> **TASK**
Scan the listing for the word "hidden", and copy out each line where it is found.

### MATERIAL PROVIDED ###

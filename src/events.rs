//! Typed publish/subscribe channels.
//!
//! Every channel carries one closed event type. Subscribers get an `mpsc`
//! receiver and drain it from the cooperative update loop, so a publisher never
//! re-enters the subscriber while it is running.

use crate::graph::{GraphId, GraphLink};
use std::cell::RefCell;
use std::rc::Rc;
use std::sync::mpsc::{self, Receiver, Sender};

/// Identity of one subscription on one channel
#[derive(Debug, Clone, Copy, PartialEq, Eq, Hash)]
pub struct SubscriptionId(u64);

/// A live subscription: its id (for unsubscribing) and the inbox
#[derive(Debug)]
pub struct Subscription<E> {
    id: SubscriptionId,
    inbox: Receiver<E>,
}

impl<E> Subscription<E> {
    pub fn id(&self) -> SubscriptionId {
        self.id
    }

    /// Take every event delivered so far, oldest first
    pub fn drain(&self) -> Vec<E> {
        self.inbox.try_iter().collect()
    }
}

struct BusInner<E> {
    next_id: u64,
    subscribers: Vec<(SubscriptionId, Sender<E>)>,
}

/// Cheaply cloneable handle to a single event channel.
///
/// Clones share the same subscriber list.
pub struct EventBus<E> {
    inner: Rc<RefCell<BusInner<E>>>,
}

impl<E> Clone for EventBus<E> {
    fn clone(&self) -> Self {
        Self {
            inner: Rc::clone(&self.inner),
        }
    }
}

impl<E> Default for EventBus<E> {
    fn default() -> Self {
        Self {
            inner: Rc::new(RefCell::new(BusInner {
                next_id: 0,
                subscribers: Vec::new(),
            })),
        }
    }
}

impl<E: Clone> EventBus<E> {
    pub fn new() -> Self {
        Self::default()
    }

    pub fn subscribe(&self) -> Subscription<E> {
        let (tx, rx) = mpsc::channel();
        let mut inner = self.inner.borrow_mut();
        let id = SubscriptionId(inner.next_id);
        inner.next_id += 1;
        inner.subscribers.push((id, tx));
        Subscription { id, inbox: rx }
    }

    /// Remove a subscriber. Returns false if it was not subscribed.
    pub fn unsubscribe(&self, id: SubscriptionId) -> bool {
        let mut inner = self.inner.borrow_mut();
        let before = inner.subscribers.len();
        inner.subscribers.retain(|(sid, _)| *sid != id);
        inner.subscribers.len() != before
    }

    /// Deliver an event to every subscriber. Subscribers whose receiver was
    /// dropped are pruned.
    pub fn publish(&self, event: E) {
        self.inner
            .borrow_mut()
            .subscribers
            .retain(|(_, tx)| tx.send(event.clone()).is_ok());
    }

    pub fn subscriber_count(&self) -> usize {
        self.inner.borrow().subscribers.len()
    }
}

/// External "graph fully loaded" notification, keyed by graph identity
#[derive(Debug, Clone, Copy, PartialEq, Eq)]
pub struct GraphReady(pub GraphId);

/// Tooltip request sent to the host. The hidden variant only carries `is_visible = false`.
#[derive(Debug, Clone, PartialEq)]
pub struct TooltipEvent {
    pub is_visible: bool,
    pub from: Option<String>,
    pub to: Option<String>,
    pub x: f32,
    pub y: f32,
}

impl TooltipEvent {
    pub fn shown(link: &GraphLink, x: f32, y: f32) -> Self {
        Self {
            is_visible: true,
            from: Some(link.from_id.clone()),
            to: Some(link.to_id.clone()),
            x,
            y,
        }
    }

    pub fn hidden() -> Self {
        Self {
            is_visible: false,
            from: None,
            to: None,
            x: 0.0,
            y: 0.0,
        }
    }
}

/// Domain events the scene raises for the host application
#[derive(Debug, Clone, PartialEq)]
pub enum UiEvent {
    /// A link was clicked
    ShowDetails(GraphLink),
    /// Pointer entered or left a link
    ShowTooltip(TooltipEvent),
}

/// The shared bus between the host application and the renderer
#[derive(Clone, Default)]
pub struct HostBus {
    pub graph_ready: EventBus<GraphReady>,
    pub ui: EventBus<UiEvent>,
}

impl HostBus {
    pub fn new() -> Self {
        Self::default()
    }
}

#[cfg(test)]
mod tests {
    use super::*;

    #[test]
    fn test_publish_reaches_every_subscriber_in_order() {
        let bus: EventBus<u32> = EventBus::new();
        let a = bus.subscribe();
        let b = bus.subscribe();

        bus.publish(1);
        bus.publish(2);

        assert_eq!(a.drain(), vec![1, 2]);
        assert_eq!(b.drain(), vec![1, 2]);
        assert!(a.drain().is_empty());
    }

    #[test]
    fn test_unsubscribe_stops_delivery() {
        let bus: EventBus<&'static str> = EventBus::new();
        let sub = bus.subscribe();

        assert!(bus.unsubscribe(sub.id()));
        assert!(!bus.unsubscribe(sub.id()));

        bus.publish("late");
        assert!(sub.drain().is_empty());
        assert_eq!(bus.subscriber_count(), 0);
    }

    #[test]
    fn test_dropped_subscriber_is_pruned() {
        let bus: EventBus<u8> = EventBus::new();
        let kept = bus.subscribe();
        drop(bus.subscribe());

        bus.publish(7);
        assert_eq!(bus.subscriber_count(), 1);
        assert_eq!(kept.drain(), vec![7]);
    }

    #[test]
    fn test_clones_share_subscribers() {
        let bus: EventBus<u8> = EventBus::new();
        let clone = bus.clone();
        let sub = bus.subscribe();

        clone.publish(3);
        assert_eq!(sub.drain(), vec![3]);
    }
}
//! Graph sources: the contract the renderer consumes, and the in-memory
//! streaming graph that the download feed fills in.

use super::types::{ChangeBatch, GraphId, GraphLink, GraphNode, StructuralChange};
use crate::events::{EventBus, GraphReady, Subscription, SubscriptionId};
use petgraph::graph::{DiGraph, NodeIndex};
use std::cell::RefCell;
use std::collections::HashMap;
use std::rc::Rc;

/// A graph whose nodes and links arrive over time.
pub trait GraphSource {
    fn id(&self) -> GraphId;

    /// Depth of the deepest level this graph is expected to reach
    fn max_depth(&self) -> u32;

    fn node(&self, id: &str) -> Option<&GraphNode>;

    fn for_each_node(&self, f: &mut dyn FnMut(&GraphNode));

    fn for_each_link(&self, f: &mut dyn FnMut(&GraphLink));

    /// True once the source has delivered everything
    fn is_loaded(&self) -> bool;

    /// Subscribe to structural changes made after this call
    fn subscribe_changes(&self) -> Subscription<ChangeBatch>;

    fn unsubscribe_changes(&self, id: SubscriptionId);
}

/// Shared handle to the graph being rendered
pub type SharedGraph = Rc<RefCell<dyn GraphSource>>;

/// Graph built incrementally from a download stream
pub struct StreamingGraph {
    id: GraphId,
    max_depth: u32,
    graph: DiGraph<GraphNode, GraphLink>,
    /// Node id -> index in `graph`
    index: HashMap<String, NodeIndex>,
    changes: EventBus<ChangeBatch>,
    loaded: bool,
}

impl StreamingGraph {
    pub fn new(max_depth: u32) -> Self {
        Self {
            id: GraphId::next(),
            max_depth,
            graph: DiGraph::new(),
            index: HashMap::new(),
            changes: EventBus::new(),
            loaded: false,
        }
    }

    pub fn into_shared(self) -> Rc<RefCell<Self>> {
        Rc::new(RefCell::new(self))
    }

    pub fn node_count(&self) -> usize {
        self.graph.node_count()
    }

    pub fn link_count(&self) -> usize {
        self.graph.edge_count()
    }

    /// Live subscriptions to structural changes
    pub fn change_subscriber_count(&self) -> usize {
        self.changes.subscriber_count()
    }

    pub fn add_node(&mut self, node: GraphNode) -> bool {
        !self.apply(vec![StructuralChange::NodeAdded(node)]).is_empty()
    }

    pub fn add_link(&mut self, link: GraphLink) -> bool {
        !self.apply(vec![StructuralChange::LinkAdded(link)]).is_empty()
    }

    /// Apply a batch of changes and publish the accepted ones as one notification.
    ///
    /// Duplicate nodes, duplicate links and links to unknown nodes are dropped.
    /// Returns the accepted changes.
    pub fn apply(&mut self, changes: ChangeBatch) -> ChangeBatch {
        let mut accepted = Vec::with_capacity(changes.len());
        for change in changes {
            let ok = match &change {
                StructuralChange::NodeAdded(node) => self.insert_node(node),
                StructuralChange::LinkAdded(link) => self.insert_link(link),
            };
            if ok {
                accepted.push(change);
            }
        }
        if !accepted.is_empty() {
            self.changes.publish(accepted.clone());
        }
        accepted
    }

    /// Mark the graph complete and announce it on the host channel
    pub fn finish_loading(&mut self, ready: &EventBus<GraphReady>) {
        if self.loaded {
            return;
        }
        self.loaded = true;
        tracing::info!(
            nodes = self.node_count(),
            links = self.link_count(),
            "graph finished loading"
        );
        ready.publish(GraphReady(self.id));
    }

    fn insert_node(&mut self, node: &GraphNode) -> bool {
        if self.index.contains_key(&node.id) {
            return false;
        }
        let idx = self.graph.add_node(node.clone());
        self.index.insert(node.id.clone(), idx);
        true
    }

    fn insert_link(&mut self, link: &GraphLink) -> bool {
        let (Some(&from), Some(&to)) = (self.index.get(&link.from_id), self.index.get(&link.to_id)) else {
            return false;
        };
        if self.graph.contains_edge(from, to) {
            return false;
        }
        self.graph.add_edge(from, to, link.clone());
        true
    }
}

impl GraphSource for StreamingGraph {
    fn id(&self) -> GraphId {
        self.id
    }

    fn max_depth(&self) -> u32 {
        self.max_depth
    }

    fn node(&self, id: &str) -> Option<&GraphNode> {
        self.index.get(id).map(|&idx| &self.graph[idx])
    }

    fn for_each_node(&self, f: &mut dyn FnMut(&GraphNode)) {
        for node in self.graph.raw_nodes() {
            f(&node.weight);
        }
    }

    fn for_each_link(&self, f: &mut dyn FnMut(&GraphLink)) {
        for edge in self.graph.raw_edges() {
            f(&edge.weight);
        }
    }

    fn is_loaded(&self) -> bool {
        self.loaded
    }

    fn subscribe_changes(&self) -> Subscription<ChangeBatch> {
        self.changes.subscribe()
    }

    fn unsubscribe_changes(&self, id: SubscriptionId) {
        self.changes.unsubscribe(id);
    }
}

#[cfg(test)]
mod tests {
    use super::*;

    #[test]
    fn test_duplicates_and_dangling_links_are_dropped() {
        let mut graph = StreamingGraph::new(2);
        assert!(graph.add_node(GraphNode::new("A", 0)));
        assert!(!graph.add_node(GraphNode::new("A", 1)));
        assert!(!graph.add_link(GraphLink::new("A", "missing")));

        graph.add_node(GraphNode::new("B", 1));
        assert!(graph.add_link(GraphLink::new("A", "B")));
        assert!(!graph.add_link(GraphLink::new("A", "B")));

        assert_eq!(graph.node_count(), 2);
        assert_eq!(graph.link_count(), 1);
        assert_eq!(graph.node("A").map(|n| n.depth), Some(0));
    }

    #[test]
    fn test_subscribers_see_only_accepted_changes() {
        let mut graph = StreamingGraph::new(1);
        graph.add_node(GraphNode::new("early", 0));
        let sub = graph.subscribe_changes();

        graph.apply(vec![
            StructuralChange::NodeAdded(GraphNode::new("early", 0)),
            StructuralChange::NodeAdded(GraphNode::new("late", 1)),
            StructuralChange::LinkAdded(GraphLink::new("early", "late")),
        ]);

        let batches = sub.drain();
        assert_eq!(batches.len(), 1);
        assert_eq!(
            batches[0],
            vec![
                StructuralChange::NodeAdded(GraphNode::new("late", 1)),
                StructuralChange::LinkAdded(GraphLink::new("early", "late")),
            ]
        );
    }

    #[test]
    fn test_finish_loading_publishes_once() {
        let bus = EventBus::new();
        let sub = bus.subscribe();
        let mut graph = StreamingGraph::new(1);

        graph.finish_loading(&bus);
        graph.finish_loading(&bus);

        assert!(graph.is_loaded());
        assert_eq!(sub.drain(), vec![GraphReady(graph.id())]);
    }
}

###

> **ANSWER SPACE**
/// Tooltip request sent to the host. The hidden variant only carries `is_visible = false`.
    pub fn hidden() -> Self {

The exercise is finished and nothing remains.